Not true. It is a state by state situation. In NY State, ONLY the employer contributes, the workers do not contribute anything.
Well, if you didn't want to go into nursing, why did you? Nobody forced you.
R24, I've seen it constantly in Vegas where people are forced to apply for a job which doesn't match their skill level or abilities.
R35 we were talking about Canada's Unemployment fund.
In canada both the employer and employee contribute.
[quote] Well, if you didn't want to go into nursing, why did you?
I went into nursing. Not warehousing, not social work, not policing and not the exterminating business. When any of the positions offered are adequately funded, then nursing care can begin. But when public money is spent on Wall Street, weapons manufacturing, warmongering, bank bailouts and legalized ponzi schemes, you get underfunded warehousing of indigent people, unsolvable poverty and unsafe working conditions where the employees end up crippled.
That's not what I went into.
Wow a lot of gullible people on this thread. A quick Google search reveals OP to be a shit stirring troll.
There is no requirement to "work" for your EI benefits, you just need to be looking for work and are capable of working (I.e not on vacation in Cuba for 6 weeks).
The following eligibility criteria for independent workers and professionals for Employment Insurance (EI) benefits are based on insurable employment.

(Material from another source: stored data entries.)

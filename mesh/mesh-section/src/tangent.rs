//! Vertex tangent record.

use nalgebra::Vector3;

#[cfg(feature = "serde")]
use serde::{Deserialize, Serialize};

/// Tangent-space X direction for a vertex, with a handedness flip flag.
///
/// The bitangent (tangent Y) is not stored. Consumers derive it as the
/// cross product of the vertex normal and `direction`, negating the result
/// when `flip_bitangent` is set. This type only carries the inputs to that
/// computation.
///
/// # Example
///
/// ```
/// use mesh_section::Tangent;
///
/// let tangent = Tangent::default();
/// assert_eq!(tangent.direction.x, 1.0);
/// assert!(!tangent.flip_bitangent);
/// ```
#[derive(Debug, Clone, Copy, PartialEq)]
#[cfg_attr(feature = "serde", derive(Serialize, Deserialize))]
pub struct Tangent {
    /// Direction of the X tangent for this vertex.
    pub direction: Vector3<f32>,

    /// Whether to flip the derived bitangent.
    pub flip_bitangent: bool,
}

impl Tangent {
    /// Create a tangent from a direction and flip flag.
    #[inline]
    #[must_use]
    pub const fn new(direction: Vector3<f32>, flip_bitangent: bool) -> Self {
        Self {
            direction,
            flip_bitangent,
        }
    }

    /// Create a tangent from raw components, without a flip.
    ///
    /// # Example
    ///
    /// ```
    /// use mesh_section::Tangent;
    ///
    /// let tangent = Tangent::from_coords(0.0, 1.0, 0.0);
    /// assert_eq!(tangent.direction.y, 1.0);
    /// ```
    #[inline]
    #[must_use]
    #[allow(clippy::missing_const_for_fn)] // Vector3::new is not const in nalgebra
    pub fn from_coords(x: f32, y: f32, z: f32) -> Self {
        Self::new(Vector3::new(x, y, z), false)
    }
}

impl Default for Tangent {
    /// Unit X direction, no flip.
    fn default() -> Self {
        Self::from_coords(1.0, 0.0, 0.0)
    }
}

#[cfg(test)]
mod tests {
    use super::*;

    #[test]
    fn default_is_unit_x_without_flip() {
        let tangent = Tangent::default();
        assert!((tangent.direction.x - 1.0).abs() < f32::EPSILON);
        assert!(tangent.direction.y.abs() < f32::EPSILON);
        assert!(tangent.direction.z.abs() < f32::EPSILON);
        assert!(!tangent.flip_bitangent);
    }

    #[test]
    fn new_preserves_flip() {
        let tangent = Tangent::new(Vector3::new(0.0, 0.0, 1.0), true);
        assert!(tangent.flip_bitangent);
    }
}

You may be eligible for EI benefits if:
you have accumulated enough insurable hours from insured employment to qualify for EI benefits, even if you have self-employment earnings;
you meet the entitlement criteria for the type of EI benefits you applied to receive;
you demonstrate that you are unemployed through no fault of your own for each week you claim EI benefits;
you are actively looking for another job and are ready, willing, and capable of working each day (in the case of EI regular benefits); and
your self-employment activities while you are receiving EI benefits are determined to be minor in extent.
You are not entitled to EI benefits if you are working a full work week. If your main source of income is from operating a business on your own account, in partnership, or as a co-adventurer, and your self-employment activities are not considered to be minor in extent, you are considered to be working a full work week and therefore you are not unemployed.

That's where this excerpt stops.